Work request
Write down, unchanged, the entries from the first line through the line holding "pub struct AnalysisReport". Include no other line.

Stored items
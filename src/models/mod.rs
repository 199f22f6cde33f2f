// AI Detector Data Models
// Report and request shapes shared by the analyzer, the HTTP API and the CLI

use serde::{Deserialize, Serialize};

// ============ Detection Request ============

/// Body of `POST /api/detect_ai`.
///
/// `text` is kept as a raw JSON value so that a non-string payload reaches the
/// analyzer and comes back as an error outcome instead of a rejected request.
#[derive(Debug, Clone, Serialize, Deserialize, Default)]
pub struct DetectRequest {
    #[serde(default)]
    pub text: Option<serde_json::Value>,
}

// ============ Score Breakdown ============

#[derive(Debug, Clone, Copy, PartialEq, Eq, Serialize, Deserialize, Default)]
pub struct ScoreDetails {
    pub sentence_variety: u8,
    pub word_repetition: u8,
    pub transition_usage: u8,
    pub burstiness: u8,
}

// ============ Analysis Report ============

#[derive(Debug, Clone, PartialEq, Eq, Serialize, Deserialize, Default)]
pub struct AnalysisReport {
    pub ai_percentage: u8,
    pub highlighted_sections: Vec<String>,
    pub details: ScoreDetails,
}

impl AnalysisReport {
    /// Report returned for input too short to analyze.
    pub fn empty() -> Self {
        Self::default()
    }
}

/// Either a full report or an error object, never a mix.
#[derive(Debug, Clone, PartialEq, Eq, Serialize, Deserialize)]
#[serde(untagged)]
pub enum AnalysisOutcome {
    Report(AnalysisReport),
    Failed { error: String },
}

impl AnalysisOutcome {
    pub fn report(&self) -> Option<&AnalysisReport> {
        match self {
            AnalysisOutcome::Report(report) => Some(report),
            AnalysisOutcome::Failed { .. } => None,
        }
    }

    pub fn error(&self) -> Option<&str> {
        match self {
            AnalysisOutcome::Report(_) => None,
            AnalysisOutcome::Failed { error } => Some(error),
        }
    }

    pub fn is_error(&self) -> bool {
        matches!(self, AnalysisOutcome::Failed { .. })
    }
}

impl From<AnalysisReport> for AnalysisOutcome {
    fn from(report: AnalysisReport) -> Self {
        AnalysisOutcome::Report(report)
    }
}

// ============ API Errors ============

#[derive(Debug, Clone, Serialize, Deserialize)]
pub struct ErrorBody {
    pub error: String,
}

impl ErrorBody {
    pub fn new(message: impl Into<String>) -> Self {
        Self { error: message.into() }
    }
}
// Text Analyzer
// Entry point of the heuristic detector: text in, report or error out

use std::panic::{self, AssertUnwindSafe};

use serde_json::Value;
use tracing::{debug, warn};

use crate::models::{AnalysisOutcome, AnalysisReport};
use crate::services::text_processor::{char_len, split_sentences, tokenize_words, word_count};
use super::aggregation::{composite_score, SignalScores, SIGNAL_WEIGHTS};
use super::error::AnalysisError;
use super::highlighter::highlight_sentences;
use super::signals::{
    burstiness_score, sentence_variety_score, transition_usage_score, word_repetition_score,
};

/// Inputs shorter than this (after trimming) get the zeroed report.
pub const MIN_ANALYZABLE_CHARS: usize = 50;

/// Analyze a passage and return either a full report or `{error}`.
///
/// Never panics: faults inside the pipeline, typed or not, are converted into
/// the error outcome.
pub fn analyze(text: &str) -> AnalysisOutcome {
    if char_len(text.trim()) < MIN_ANALYZABLE_CHARS {
        debug!(chars = char_len(text), "analyzer.too_short");
        return AnalysisReport::empty().into();
    }

    guarded(|| compute_report(text))
}

/// Run the pipeline, folding typed faults and panics into `{error}`.
///
/// The global panic hook stays installed, so a caught panic still prints to
/// stderr alongside the returned error.
fn guarded<F>(pipeline: F) -> AnalysisOutcome
where
    F: FnOnce() -> Result<AnalysisReport, AnalysisError>,
{
    match panic::catch_unwind(AssertUnwindSafe(pipeline)) {
        Ok(Ok(report)) => AnalysisOutcome::Report(report),
        Ok(Err(err)) => {
            warn!(error = %err, "analyzer.fault");
            AnalysisOutcome::Failed { error: err.to_outcome_message() }
        }
        Err(payload) => {
            let message = panic_message(payload.as_ref());
            warn!(error = %message, "analyzer.panic");
            AnalysisOutcome::Failed {
                error: format!("Error during AI detection: {}", message),
            }
        }
    }
}

/// Analyze an untyped JSON value; anything but a string is a fault.
pub fn analyze_value(value: &Value) -> AnalysisOutcome {
    match value {
        Value::String(text) => analyze(text),
        other => {
            let err = AnalysisError::NonStringInput { kind: json_kind(other) };
            warn!(error = %err, "analyzer.fault");
            AnalysisOutcome::Failed { error: err.to_outcome_message() }
        }
    }
}

/// The scoring pipeline proper.
pub fn compute_report(text: &str) -> Result<AnalysisReport, AnalysisError> {
    let sentences = split_sentences(text);
    let sentence_lengths: Vec<usize> = sentences.iter().map(|s| word_count(s)).collect();
    let tokens = tokenize_words(text);

    let scores = SignalScores {
        sentence_variety: sentence_variety_score(&sentence_lengths),
        word_repetition: word_repetition_score(&tokens),
        transition_usage: transition_usage_score(text, tokens.len()),
        burstiness: burstiness_score(&tokens, sentences.len())?,
    };

    let ai_percentage = composite_score(&scores, &SIGNAL_WEIGHTS);
    let highlighted_sections = highlight_sentences(&sentences, &sentence_lengths);

    debug!(
        sentences = sentences.len(),
        tokens = tokens.len(),
        sentence_variety = scores.sentence_variety,
        word_repetition = scores.word_repetition,
        transition_usage = scores.transition_usage,
        burstiness = scores.burstiness,
        ai_percentage,
        highlights = highlighted_sections.len(),
        "analyzer.scored"
    );

    Ok(AnalysisReport {
        ai_percentage,
        highlighted_sections,
        details: scores.details(),
    })
}

fn json_kind(value: &Value) -> &'static str {
    match value {
        Value::Null => "null",
        Value::Bool(_) => "boolean",
        Value::Number(_) => "number",
        Value::String(_) => "string",
        Value::Array(_) => "array",
        Value::Object(_) => "object",
    }
}

fn panic_message(payload: &(dyn std::any::Any + Send)) -> String {
    if let Some(s) = payload.downcast_ref::<&str>() {
        (*s).to_string()
    } else if let Some(s) = payload.downcast_ref::<String>() {
        s.clone()
    } else {
        "unexpected internal error".to_string()
    }
}
// Sentence Highlighter
// Picks the sentences that look most template-like

use super::signals::is_transition_word;
use super::statistics::mean;
use crate::services::text_processor::{char_len, word_count};

/// Highlighting is only attempted above this many sentences.
pub const HIGHLIGHT_MIN_SENTENCES: usize = 3;
/// Sentences with this many words or fewer are never scored.
pub const HIGHLIGHT_MIN_WORDS: usize = 5;
pub const MAX_HIGHLIGHTS: usize = 3;

const TRANSITION_BONUS: u32 = 30;
const AVERAGE_LENGTH_BONUS: u32 = 40;
const AVERAGE_LENGTH_TOLERANCE: f64 = 2.0;
const MIN_HIGHLIGHT_SCORE: u32 = 50;
const MIN_HIGHLIGHT_CHARS: usize = 20;

#[derive(Debug, Clone, PartialEq, Eq)]
pub struct SentenceCandidate<'a> {
    pub index: usize,
    pub text: &'a str,
    pub score: u32,
}

/// Score one sentence against the document's average sentence length.
///
/// Transition words are matched as whole whitespace tokens here, so
/// `"however,"` does not count.
pub fn score_sentence(sentence: &str, avg_length: f64) -> u32 {
    let lowered = sentence.to_lowercase();
    let words: Vec<&str> = lowered.split_whitespace().collect();

    let has_transition = words.iter().any(|w| is_transition_word(w));
    let length_diff = (words.len() as f64 - avg_length).abs();

    let mut score = 0;
    if has_transition {
        score += TRANSITION_BONUS;
    }
    if length_diff < AVERAGE_LENGTH_TOLERANCE {
        score += AVERAGE_LENGTH_BONUS;
    }
    score
}

/// Scored candidates in document order.
pub fn score_candidates<'a>(sentences: &[&'a str], sentence_lengths: &[usize]) -> Vec<SentenceCandidate<'a>> {
    let lengths: Vec<f64> = sentence_lengths.iter().map(|&n| n as f64).collect();
    let avg_length = mean(&lengths);

    sentences
        .iter()
        .enumerate()
        .filter(|(_, text)| word_count(text) > HIGHLIGHT_MIN_WORDS)
        .map(|(index, &text)| SentenceCandidate {
            index,
            text,
            score: score_sentence(text, avg_length),
        })
        .collect()
}

/// Up to three sentences, best score first, ties in document order.
pub fn highlight_sentences(sentences: &[&str], sentence_lengths: &[usize]) -> Vec<String> {
    if sentences.len() <= HIGHLIGHT_MIN_SENTENCES {
        return vec![];
    }

    let mut candidates = score_candidates(sentences, sentence_lengths);
    // stable: equal scores keep document order
    candidates.sort_by(|a, b| b.score.cmp(&a.score));

    candidates
        .into_iter()
        .take(MAX_HIGHLIGHTS)
        .filter(|c| c.score > MIN_HIGHLIGHT_SCORE && char_len(c.text) > MIN_HIGHLIGHT_CHARS)
        .map(|c| c.text.to_string())
        .collect()
}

Solution
filename src/models/mod.rs
repository 199f22f6cde33f2f
// AI Detector Data Models
// Report and request shapes shared by the analyzer, the HTTP API and the CLI

use serde::{Deserialize, Serialize};

// ============ Detection Request ============

/// Body of `POST /api/detect_ai`.
///
/// `text` is kept as a raw JSON value so that a non-string payload reaches the
/// analyzer and comes back as an error outcome instead of a rejected request.
#[derive(Debug, Clone, Serialize, Deserialize, Default)]
pub struct DetectRequest {
    #[serde(default)]
    pub text: Option<serde_json::Value>,
}

// ============ Score Breakdown ============

#[derive(Debug, Clone, Copy, PartialEq, Eq, Serialize, Deserialize, Default)]
pub struct ScoreDetails {
    pub sentence_variety: u8,
    pub word_repetition: u8,
    pub transition_usage: u8,
    pub burstiness: u8,
}

// ============ Analysis Report ============

#[derive(Debug, Clone, PartialEq, Eq, Serialize, Deserialize, Default)]
pub struct AnalysisReport {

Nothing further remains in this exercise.